We introduce the current situation and efforts of the landslide susceptibility mapping method required for risk evaluation of slope disasters in this presentation.

The type of ladnslide movement is controlled by the geological and geomorphological factors. For example, shallow-seated landslides and highly fluidized landslides frequently occur on slope covered by unconsolidated volcanic sediments. Moreover, in Sedimentary rock regions with continuously bedding plane structure, large translational slides prone to occur on dip slope, while shallow-seated landslides prone to occur on steep cliffs of the anti-dip slope. In other words, the factors of data used for landslide susceptibility mapping and their weighting depend to the type of landslide movement at each slope, and on the geological and geomorphological conditions at each region.

On the other hand, rainfall indices such as effective rainfall and soil water index are used for announcement of the landslide disaster alert in Japan, but it does not sufficiently consider geographical and geomorphological conditions. For this reason, the spatial resolution as an evaluation unit is only 5 km square, and issues are still remained for landslide risk evaluation on each slope units and classification of landslide susceptibility areas. In addition, it is generally difficult to evaluate large-scale, deep-seated landslides, which are caused by complicated geological structures and underground hydrological conditions.

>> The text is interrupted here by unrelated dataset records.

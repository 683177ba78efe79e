use redis_keyspace::{commands::CommandError, key_value_store::StoreError};

use crate::test_utils::{TestEnv, TestUtils};

#[tokio::test]
async fn test_handle_llen_command() {
    let mut env = TestEnv::new();

    env.exec_command_immediate_success_response(
        TestUtils::rpush_command("fruits", &["mango", "raspberry", "apple"]),
        &TestUtils::client_address(41844),
        &TestUtils::expected_integer(3),
    )
    .await;

    let test_cases = vec![
        ("fruits", TestUtils::expected_integer(3)),
        ("vegetables", TestUtils::expected_integer(0)),
    ];

    for (key, expected) in test_cases {
        env.exec_command_immediate_success_response(
            TestUtils::llen_command(key),
            &TestUtils::client_address(41844),
            &expected,
        )
        .await;
    }
}

#[tokio::test]
async fn test_handle_llen_command_errors() {
    let mut env = TestEnv::new();

    env.exec_command_immediate_success_response(
        TestUtils::set_command("grape", "mango"),
        &TestUtils::client_address(41844),
        &TestUtils::expected_simple_string("OK"),
    )
    .await;

    env.exec_command_immediate_error_response(
        TestUtils::llen_command("grape"),
        &TestUtils::client_address(41844),
        CommandError::WrongType(StoreError::WrongType),
    )
    .await;

    env.exec_command_immediate_error_response(
        TestUtils::invalid_command(&["LLEN"]),
        &TestUtils::client_address(41844),
        CommandError::WrongNumberOfArguments("llen".to_string()),
    )
    .await;
}
use crate::{
    commands::command_error::CommandError, key_value_store::KeyValueStore, resp::RespValue,
};

pub struct IncrArguments {
    key: String,
}

impl IncrArguments {
    pub fn parse(arguments: &[String]) -> Result<Self, CommandError> {
        let [key] = arguments else {
            return Err(CommandError::wrong_number_of_arguments("incr"));
        };

        Ok(Self { key: key.clone() })
    }
}

/// Handles the Redis INCR command.
///
/// A missing key counts as 0. The stored string must parse as a signed 64-bit
/// integer and must not overflow when incremented; otherwise the value is left
/// untouched and an error is returned. The key's expiration is kept.
pub fn incr(store: &mut KeyValueStore, arguments: &[String]) -> Result<RespValue, CommandError> {
    let incr_arguments = IncrArguments::parse(arguments)?;

    let updated = store.update_string(&incr_arguments.key, |current| {
        let current = match current {
            Some(value) => value
                .parse::<i64>()
                .map_err(|_| CommandError::NotAnInteger)?,
            None => 0,
        };

        current
            .checked_add(1)
            .map(|value| value.to_string())
            .ok_or(CommandError::NotAnInteger)
    })?;

    let Ok(value) = updated.parse::<i64>() else {
        return Err(CommandError::NotAnInteger);
    };

    Ok(RespValue::Integer(value))
}
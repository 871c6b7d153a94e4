//! Raw change record layout.
//!
//! A completed read fills a buffer with variable-length records chained by
//! byte offsets:
//!
//! ```text
//! 0   u32  next_entry_offset   (0 = last record)
//! 4   u32  action              (1..=5, see ChangeAction)
//! 8   u32  name_length         (bytes)
//! 12  [u8] name                (UTF-16LE, relative to the watched directory)
//! ```
//!
//! Records start on 4-byte boundaries. A rename arrives as a `RenamedFrom`
//! record directly followed by a `RenamedTo` record; when the pair is split
//! across two reads the first half is carried to the front of the buffer and
//! the next read lands right behind it.

use std::ops::ControlFlow;
use std::path::{Path, PathBuf};

use tracing::{debug, warn};

use crate::event::{ChangeAction, ChangeRecord, FileChange};

/// Size of the fixed record header.
pub const HEADER_LEN: usize = 12;

/// Smallest possible record: a header and one UTF-16 unit, padded.
const MIN_RECORD_LEN: usize = 16;

/// Aligned size of a record carrying `name_len` bytes of name.
pub fn record_len(name_len: usize) -> usize {
    (HEADER_LEN + name_len).next_multiple_of(4)
}

fn read_u32(buffer: &[u8], offset: usize) -> Option<u32> {
    let bytes = buffer.get(offset..offset.checked_add(4)?)?;
    Some(u32::from_le_bytes([bytes[0], bytes[1], bytes[2], bytes[3]]))
}

fn write_u32(buffer: &mut [u8], offset: usize, value: u32) {
    buffer[offset..offset + 4].copy_from_slice(&value.to_le_bytes());
}

/// Unpadded extent of the record at `offset`, if header and name are both
/// inside `buffer`.
fn record_extent(buffer: &[u8], offset: usize) -> Option<usize> {
    let name_len = read_u32(buffer, offset.checked_add(8)?)? as usize;
    let end = offset.checked_add(HEADER_LEN)?.checked_add(name_len)?;
    (end <= buffer.len()).then_some(HEADER_LEN + name_len)
}

/// Cursor over the records of one filled buffer.
#[derive(Debug, Clone)]
pub struct RecordDecoder<'a> {
    buffer: &'a [u8],
    current: Option<usize>,
}

impl<'a> RecordDecoder<'a> {
    /// Start at the first record of `filled`, the bytes a read produced.
    pub fn new(filled: &'a [u8]) -> Self {
        let current = record_extent(filled, 0).map(|_| 0);
        Self {
            buffer: filled,
            current,
        }
    }

    /// Whether the cursor points at a record.
    pub fn is_valid(&self) -> bool {
        self.current.is_some()
    }

    /// Byte offset of the current record.
    pub fn offset(&self) -> Option<usize> {
        self.current
    }

    /// Raw action code of the current record, 0 when there is none.
    pub fn raw_action(&self) -> u32 {
        self.current
            .and_then(|offset| read_u32(self.buffer, offset + 4))
            .unwrap_or(0)
    }

    /// Action of the current record.
    pub fn action(&self) -> Option<ChangeAction> {
        ChangeAction::from_code(self.raw_action())
    }

    /// Name of the current record relative to the watched directory.
    pub fn file_name(&self) -> Option<String> {
        let offset = self.current?;
        let extent = record_extent(self.buffer, offset)?;
        let name = &self.buffer[offset + HEADER_LEN..offset + extent];
        let units: Vec<u16> = name
            .chunks_exact(2)
            .map(|pair| u16::from_le_bytes([pair[0], pair[1]]))
            .collect();
        Some(String::from_utf16_lossy(&units))
    }

    /// Name of the current record joined onto `root`.
    pub fn file_name_with_root(&self, root: &Path) -> Option<PathBuf> {
        self.file_name().map(|name| root.join(name))
    }

    /// The current record in decoded form.
    pub fn record(&self, root: &Path) -> Option<ChangeRecord> {
        let action = self.action()?;
        let relative_name = self.file_name()?;
        Some(ChangeRecord {
            action,
            absolute_path: root.join(&relative_name),
            relative_name,
        })
    }

    /// Move to the next record. Returns `false` at the end of the chain, or
    /// when the chain points somewhere the next record cannot be.
    pub fn advance(&mut self) -> bool {
        let Some(current) = self.current else {
            return false;
        };
        let Some(next_entry_offset) = read_u32(self.buffer, current) else {
            return false;
        };
        if next_entry_offset == 0 {
            return false;
        }

        let next_entry_offset = next_entry_offset as usize;
        let extent = record_extent(self.buffer, current).unwrap_or(HEADER_LEN);
        let next = current.checked_add(next_entry_offset);
        match next {
            Some(next)
                if next_entry_offset >= extent && record_extent(self.buffer, next).is_some() =>
            {
                self.current = Some(next);
                true
            }
            _ => {
                warn!(
                    "Change record at offset {current} points to {next_entry_offset} bytes ahead, outside the {} filled bytes; dropping the rest",
                    self.buffer.len()
                );
                false
            }
        }
    }
}

/// Move the record at `offset` to the start of `buffer` and end the chain
/// there. Returns the record's aligned size, which is where the next read
/// must land.
pub fn carry_record_to_front(buffer: &mut [u8], filled: usize, offset: usize) -> Option<usize> {
    let filled = filled.min(buffer.len());
    let extent = record_extent(&buffer[..filled], offset)?;
    let size = extent.next_multiple_of(4);
    if size > buffer.len() {
        return None;
    }
    if offset != 0 {
        buffer.copy_within(offset..offset + extent, 0);
    }
    write_u32(buffer, 0, 0);
    Some(size)
}

/// Chain a carried record to the records a follow-up read wrote behind it.
pub fn link_carried_record(buffer: &mut [u8], carried_len: usize, read_len: usize) {
    if carried_len == 0 || read_len == 0 || buffer.len() < HEADER_LEN {
        return;
    }
    write_u32(buffer, 0, carried_len as u32);
}

/// Appends whole records to a buffer.
#[derive(Debug)]
pub struct RecordWriter<'a> {
    buffer: &'a mut [u8],
    len: usize,
    last: Option<usize>,
}

impl<'a> RecordWriter<'a> {
    pub fn new(buffer: &'a mut [u8]) -> Self {
        Self {
            buffer,
            len: 0,
            last: None,
        }
    }

    /// Append a record. Returns `false`, writing nothing, if it does not fit.
    pub fn push(&mut self, action: ChangeAction, name: &[u16]) -> bool {
        let name_len = name.len() * 2;
        let start = self.len;
        let size = record_len(name_len);
        if start + size > self.buffer.len() {
            return false;
        }

        write_u32(self.buffer, start, 0);
        write_u32(self.buffer, start + 4, action.code());
        write_u32(self.buffer, start + 8, name_len as u32);
        let name_start = start + HEADER_LEN;
        for (i, unit) in name.iter().enumerate() {
            let at = name_start + i * 2;
            self.buffer[at..at + 2].copy_from_slice(&unit.to_le_bytes());
        }
        self.buffer[name_start + name_len..start + size].fill(0);

        if let Some(previous) = self.last {
            write_u32(self.buffer, previous, (start - previous) as u32);
        }
        self.last = Some(start);
        self.len = start + size;
        true
    }

    /// Bytes written so far.
    pub fn len(&self) -> usize {
        self.len
    }

    pub fn is_empty(&self) -> bool {
        self.len == 0
    }

    /// Bytes still free in the buffer.
    pub fn remaining(&self) -> usize {
        self.buffer.len() - self.len
    }
}

/// Decode `buffer[..filled]`, pair renames and hand each change to
/// `deliver`.
///
/// `carried` says the first record was carried over from the previous read.
/// Returns the length of a `RenamedFrom` record moved to the front of the
/// buffer to wait for its partner, or 0.
pub fn drain_records<F>(
    buffer: &mut [u8],
    filled: usize,
    carried: bool,
    root: &Path,
    mut deliver: F,
) -> usize
where
    F: FnMut(FileChange) -> ControlFlow<()>,
{
    let filled = filled.min(buffer.len());
    let mut orphan: Option<(usize, PathBuf)> = None;

    {
        let mut decoder = RecordDecoder::new(&buffer[..filled]);
        if !decoder.is_valid() {
            return 0;
        }

        loop {
            let Some(record) = decoder.record(root) else {
                warn!("Skipping change record with unknown action {}", decoder.raw_action());
                if !decoder.advance() {
                    break;
                }
                continue;
            };

            let change = match record.action {
                ChangeAction::Added | ChangeAction::RenamedTo => FileChange::Added(record.absolute_path),
                ChangeAction::Removed => FileChange::Removed(record.absolute_path),
                ChangeAction::Modified => FileChange::Modified(record.absolute_path),
                ChangeAction::RenamedFrom => {
                    let offset = decoder.offset().unwrap_or_default();
                    if !decoder.advance() {
                        orphan = Some((offset, record.absolute_path));
                        break;
                    }
                    match decoder.record(root) {
                        Some(next) if next.action == ChangeAction::RenamedTo => FileChange::Renamed {
                            from: record.absolute_path,
                            to: next.absolute_path,
                        },
                        _ => {
                            // The partner never came; the current record is
                            // handled on the next pass.
                            if deliver(FileChange::Removed(record.absolute_path)).is_break() {
                                return 0;
                            }
                            continue;
                        }
                    }
                }
            };

            if deliver(change).is_break() {
                return 0;
            }
            if !decoder.advance() {
                break;
            }
        }
    }

    let Some((offset, old_path)) = orphan else {
        return 0;
    };
    if !(carried && offset == 0) {
        if let Some(carry) = carry_record_to_front(buffer, filled, offset) {
            if carry + MIN_RECORD_LEN <= buffer.len() {
                debug!("Carrying rename of {} over to the next read", old_path.display());
                return carry;
            }
        }
    }
    let _ = deliver(FileChange::Removed(old_path));
    0
}
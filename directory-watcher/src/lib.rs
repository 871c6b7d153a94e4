//! # Directory Change Watcher
//!
//! Asynchronous change notifications for any number of directories, each
//! with its own handler, change mask and include/exclude patterns.
//!
//! ## Features
//!
//! - **One dispatch thread**: every watched directory shares a single
//!   completion queue and the thread that drains it
//! - **Paired renames**: old and new names arrive in one callback, even when
//!   the platform splits them across two reads
//! - **Filtering**: semicolon separated globs matched against the file name,
//!   the relative path or the full path
//! - **Delivery context**: callbacks run on the dispatch thread or on the
//!   thread that owns the [`NotificationPump`]
//!
//! ## Architecture
//!
//! ```text
//! ┌──────────────────────────────────────────────────────────────────┐
//! │                   DirectoryChangeWatcher                         │
//! ├──────────────────────────────────────────────────────────────────┤
//! │  DirectoryHandle ──► CompletionQueue ──► dispatch thread         │
//! │   (notify)              │                    │                   │
//! │                         ▼                    ▼                   │
//! │                    WatchState ──► RecordDecoder ──► FilterDecorator
//! │                                                        │         │
//! │                                     inline / NotificationPump    │
//! │                                                        ▼         │
//! │                                             DirectoryChangeHandler
//! └──────────────────────────────────────────────────────────────────┘
//! ```
//!
//! ## Example
//!
//! ```no_run
//! use dwatch_directory_watcher::{
//!     ChangeMask, DirectoryChangeWatcher, Handler, LoggingHandler, MonitorPrivileges,
//!     WatchOptions, WatcherConfig,
//! };
//!
//! # fn main() -> dwatch_directory_watcher::Result<()> {
//! let watcher = DirectoryChangeWatcher::new(WatcherConfig::default(), MonitorPrivileges::ensure())?;
//! let handler = Handler::new(LoggingHandler);
//! watcher.watch_directory(
//!     "/tmp",
//!     ChangeMask::FILE_NAME | ChangeMask::LAST_WRITE,
//!     &handler,
//!     WatchOptions::new().include("*.txt;*.md"),
//! )?;
//! # Ok(())
//! # }
//! ```

pub mod config;
pub mod delivery;
pub mod error;
pub mod event;
pub mod filter;
mod handle;
pub mod handler;
pub mod privilege;
mod queue;
pub mod record;
mod state;
pub mod watcher;

pub use config::{ChangeMask, DeliveryMode, FilterFlags, WatchOptions, WatcherConfig};
pub use delivery::NotificationPump;
pub use error::{Result, WatcherError};
pub use event::{ChangeAction, ChangeRecord, FileChange};
pub use filter::FilterSpec;
pub use handler::{DirectoryChangeHandler, Handler, LoggingHandler};
pub use privilege::MonitorPrivileges;
pub use record::{RecordDecoder, RecordWriter};
pub use watcher::{DirectoryChangeWatcher, WatcherRef};
#[test]
fn test_watch_and_unwatch_counts() {
    let watcher = watcher();
    let recorder = Recorder::new();
    let handler = recorder.handler();
    let (_a, first) = temp_root();
    let (_b, second) = temp_root();

    assert!(!watcher.unwatch_directory(&first));

    watcher
        .watch_directory(&first, ChangeMask::all(), &handler, WatchOptions::new())
        .unwrap();
    watcher
        .watch_directory(&second, ChangeMask::all(), &handler, WatchOptions::new())
        .unwrap();
    assert!(recorder.contains(&Seen::Started(first.clone())));
    assert!(recorder.contains(&Seen::Started(second.clone())));

    assert_eq!(watcher.num_watched_directories(), 2);
    assert!(watcher.is_watching_directory(&first));
    assert_eq!(handler.ref_count(), 2);
    assert_eq!(handler.engine_ref_count(), 2);
    assert!(handler.is_attached());

    assert!(watcher.unwatch_directory(&first));
    assert!(!watcher.unwatch_directory(&first));
    assert!(!watcher.is_watching_directory(&first));
    assert_eq!(recorder.count(&Seen::Stopped(first.clone())), 1);
    assert_eq!(handler.ref_count(), 1);

    assert!(watcher.unwatch_all_directories());
    assert_eq!(watcher.num_watched_directories(), 0);
    assert_eq!(recorder.count(&Seen::Stopped(second)), 1);
    assert_eq!(handler.ref_count(), 0);
    assert!(!handler.is_attached());
}

#[test]
fn test_unwatching_one_of_three_leaves_two() {
    let watcher = watcher();
    let recorder = Recorder::new();
    let handler = recorder.handler();
    let dirs: Vec<(TempDir, PathBuf)> = (0..3).map(|_| temp_root()).collect();

    for (_, root) in &dirs {
        watcher
            .watch_directory(root, ChangeMask::all(), &handler, WatchOptions::new())
            .unwrap();
    }
    assert_eq!(watcher.num_watched_directories(), 3);

    assert!(watcher.unwatch_directory(&dirs[1].1));
    assert_eq!(watcher.num_watched_directories(), 2);
    assert!(watcher.is_watching_directory(&dirs[0].1));
    assert!(!watcher.is_watching_directory(&dirs[1].1));
    assert!(watcher.is_watching_directory(&dirs[2].1));
    assert_eq!(handler.ref_count(), 2);
}

#[test]
fn test_watch_races_unwatch_and_handler_drop() {
    let watcher = Arc::new(watcher());
    let (_dir, root) = temp_root();
    let stop = Arc::new(AtomicBool::new(false));

    let unwatcher = {
        let watcher = watcher.handle();
        let stop = Arc::clone(&stop);
        let root = root.clone();
        thread::spawn(move || {
            while !stop.load(Ordering::Acquire) {
                watcher.unwatch_directory(&root);
                thread::yield_now();
            }
        })
    };
    let (drop_tx, drop_rx) = mpsc::channel::<Handler>();
    let dropper = thread::spawn(move || {
        for handler in drop_rx {
            drop(handler);
        }
    });

    let (done_tx, done_rx) = mpsc::channel();
    let racer = {
        let watcher = Arc::clone(&watcher);
        let root = root.clone();
        thread::spawn(move || {
            for _ in 0..50 {
                let handler = Recorder::new().handler();
                // Losing to a concurrent unwatch may fail the watch; it must
                // still return.
                let _ = watcher.watch_directory(
                    &root,
                    ChangeMask::all(),
                    &handler,
                    WatchOptions::new(),
                );
                drop_tx.send(handler).unwrap();
            }
            let _ = done_tx.send(());
        })
    };

    let finished = done_rx.recv_timeout(Duration::from_secs(20));
    stop.store(true, Ordering::Release);
    assert!(finished.is_ok(), "watch_directory did not return while racing");
    racer.join().unwrap();
    unwatcher.join().unwrap();
    dropper.join().unwrap();

    assert_eq!(watcher.num_watched_directories(), 0);
    assert!(watcher.unwatch_all_directories());
}

#[test]
fn test_watching_again_replaces_the_previous_handler() {
    let watcher = watcher();
    let first = Recorder::new();
    let second = Recorder::new();
    let handler_a = first.handler();
    let handler_b = second.handler();
    let (_dir, root) = temp_root();

    watcher
        .watch_directory(&root, ChangeMask::all(), &handler_a, WatchOptions::new())
        .unwrap();
    watcher
        .watch_directory(&root, ChangeMask::all(), &handler_b, WatchOptions::new())
        .unwrap();

    assert_eq!(watcher.num_watched_directories(), 1);
    assert_eq!(first.count(&Seen::Stopped(root.clone())), 1);
    assert_eq!(handler_a.ref_count(), 0);
    assert_eq!(handler_b.ref_count(), 1);

    let created = root.join("new.txt");
    fs::write(&created, "hello").unwrap();
    assert!(wait_for(|| second.contains(&Seen::Added(created.clone()))));
    assert!(!first.mentions("new.txt"));
}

In this presentation, as a case study of the landslide susceptibility mapping considering geological and geomorphological factors, the activity evaluation of the landslide slopes using the AHP method, development of susceptibility mapping method for earthquake-induced landslides, and heavy rainfall-induced landsides in the volcanic regions will be introduced. A new slope stability evaluation method using a simple prediction model for shallow groundwater level rising will be introduced as well.